Within a few days, The Abingdon Arms had transformed into a makeshift shop selling food made on site and a takeaway service, with an army of volunteers delivering food to those in need.
"We have had really heartwarming responses from the community, saying how pleased they are to have such a supportive pub team," said Mike Hobbs, chairman of the community group that owns the pub just outside the southern city of Oxford.
Lockdown measures threaten Britain's struggling pub sector, which has been hit by rising costs and changing consumer habits for a decade, but it has jolted establishments owned and run by local communities to find new ways to serve those around them.

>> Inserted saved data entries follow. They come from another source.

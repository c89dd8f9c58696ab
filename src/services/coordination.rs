use std::collections::{HashMap, VecDeque};
use std::path::PathBuf;
use std::time::Duration;

use async_trait::async_trait;
use chrono::{DateTime, Utc};
use serde::Serialize;
use tokio::sync::Mutex;

use crate::error::Result;
use crate::job::JobSummary;
use crate::resources::WorkerNode;
use crate::services::analytics::SystemMetrics;

/// A named, owned, time-bounded reservation.
#[derive(Debug, Clone, PartialEq, Serialize)]
pub struct DistributedLock {
    pub key: String,
    pub owner: String,
    pub acquired_at: DateTime<Utc>,
    pub expires_at: DateTime<Utc>,
}

impl DistributedLock {
    pub fn is_expired(&self, now: DateTime<Utc>) -> bool {
        now >= self.expires_at
    }
}

/// Immutable capture of orchestrator state.
#[derive(Debug, Clone, Serialize)]
pub struct StateSnapshot {
    pub taken_at: DateTime<Utc>,
    pub jobs: Vec<JobSummary>,
    pub nodes: Vec<WorkerNode>,
    pub metrics: SystemMetrics,
    pub locks: Vec<DistributedLock>,
}

/// Distributed locking and snapshot persistence.
#[async_trait]
pub trait CoordinationService: Send + Sync {
    /// Take `key` for `owner`, or `None` while someone else holds it.
    async fn acquire_lock(&self, key: &str, owner: &str, ttl: Duration) -> Option<DistributedLock>;

    /// Release `key` if `owner` holds it. Returns whether a lock was removed.
    async fn release_lock(&self, key: &str, owner: &str) -> bool;

    async fn save_snapshot(&self, snapshot: StateSnapshot) -> Result<()>;

    /// Currently held, unexpired locks.
    async fn locks(&self) -> Vec<DistributedLock>;
}

const DEFAULT_SNAPSHOT_HISTORY: usize = 16;

/// Process-local coordinator. Keeps the last few snapshots in memory and,
/// if configured, writes the latest one to a JSON file.
#[derive(Debug)]
pub struct InMemoryCoordinator {
    locks: Mutex<HashMap<String, DistributedLock>>,
    snapshots: Mutex<VecDeque<StateSnapshot>>,
    history: usize,
    snapshot_path: Option<PathBuf>,
}

impl Default for InMemoryCoordinator {
    fn default() -> Self {
        Self::new()
    }
}

impl InMemoryCoordinator {
    pub fn new() -> Self {
        Self {
            locks: Mutex::new(HashMap::new()),
            snapshots: Mutex::new(VecDeque::new()),
            history: DEFAULT_SNAPSHOT_HISTORY,
            snapshot_path: None,
        }
    }

    pub fn with_history(mut self, history: usize) -> Self {
        self.history = history.max(1);
        self
    }

    pub fn with_snapshot_path(mut self, path: impl Into<PathBuf>) -> Self {
        self.snapshot_path = Some(path.into());
        self
    }

    pub async fn latest_snapshot(&self) -> Option<StateSnapshot> {
        self.snapshots.lock().await.back().cloned()
    }

    pub async fn snapshot_count(&self) -> usize {
        self.snapshots.lock().await.len()
    }

    async fn persist(&self, snapshot: &StateSnapshot) -> Result<()> {
        let Some(path) = &self.snapshot_path else {
            return Ok(());
        };
        let json = serde_json::to_vec_pretty(snapshot)?;
        let tmp = path.with_extension("tmp");
        tokio::fs::write(&tmp, json).await?;
        tokio::fs::rename(&tmp, path).await?;
        Ok(())
    }
}

#[async_trait]
impl CoordinationService for InMemoryCoordinator {
    async fn acquire_lock(&self, key: &str, owner: &str, ttl: Duration) -> Option<DistributedLock> {
        let now = Utc::now();
        let mut locks = self.locks.lock().await;
        if let Some(held) = locks.get(key) {
            if !held.is_expired(now) && held.owner != owner {
                tracing::debug!(key, owner, holder = %held.owner, "Lock busy");
                return None;
            }
        }
        let ttl = chrono::Duration::from_std(ttl).unwrap_or_else(|_| chrono::Duration::days(36_500));
        let lock = DistributedLock {
            key: key.to_string(),
            owner: owner.to_string(),
            acquired_at: now,
            expires_at: now.checked_add_signed(ttl).unwrap_or(DateTime::<Utc>::MAX_UTC),
        };
        locks.insert(key.to_string(), lock.clone());
        Some(lock)
    }

    async fn release_lock(&self, key: &str, owner: &str) -> bool {
        let mut locks = self.locks.lock().await;
        match locks.get(key) {
            Some(held) if held.owner == owner => {
                locks.remove(key);
                true
            }
            _ => false,
        }
    }

    async fn save_snapshot(&self, snapshot: StateSnapshot) -> Result<()> {
        self.persist(&snapshot).await?;
        let mut snapshots = self.snapshots.lock().await;
        snapshots.push_back(snapshot);
        while snapshots.len() > self.history {
            snapshots.pop_front();
        }
        Ok(())
    }

    async fn locks(&self) -> Vec<DistributedLock> {
        let now = Utc::now();
        let mut locks = self.locks.lock().await;
        locks.retain(|_, l| !l.is_expired(now));
        let mut held: Vec<DistributedLock> = locks.values().cloned().collect();
        held.sort_by(|a, b| a.key.cmp(&b.key));
        held
    }
}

A steady slew of pub closures, particularly in rural areas, has prompted locals to club together to buy and run ailing establishments themselves.
Britain has about 130 community-owned pubs, with more in the pipeline, according to the Campaign for Real Ale (CAMRA) – twice the number in 2016 but still a tiny proportion of the country's 39,000 pubs and bars, government data shows.
"The longer the current crisis carries on, the more likely it is that we will see pubs and clubs close their doors forever," said Tom Stainer, head of the consumer group, which has called on big pub chains to waive rents during the crisis.
Some 50 million pints of beer, lager and cider will go to waste in pub cellars across Britain if they pass their best-before dates during lockdown, according to CAMRA.
HEART OF COMMUNITIES
While community pubs have been "firefighting" and managing cashflow problems during coronavirus, many have also found innovative ways to help vulnerable locals, said Chris Cowcher, head of community business at the Plunkett Foundation.
Some have been linking their suppliers up with people struggling to get food and coordinating volunteer groups to help those in need, said Cowcher, whose organisation supports rural community-owned businesses.
"It is that community function of actually being a business that, while not trading, still recognises it has a huge role to play," said Cowcher.
"They are often the heart of communities in so many areas – and that is what will come out of this long term."
Community pubs are usually owned by about 200 shareholders, mostly local, who each get a vote in how they operate, with managers or tenants running the business day to day, supported by a committee of volunteers.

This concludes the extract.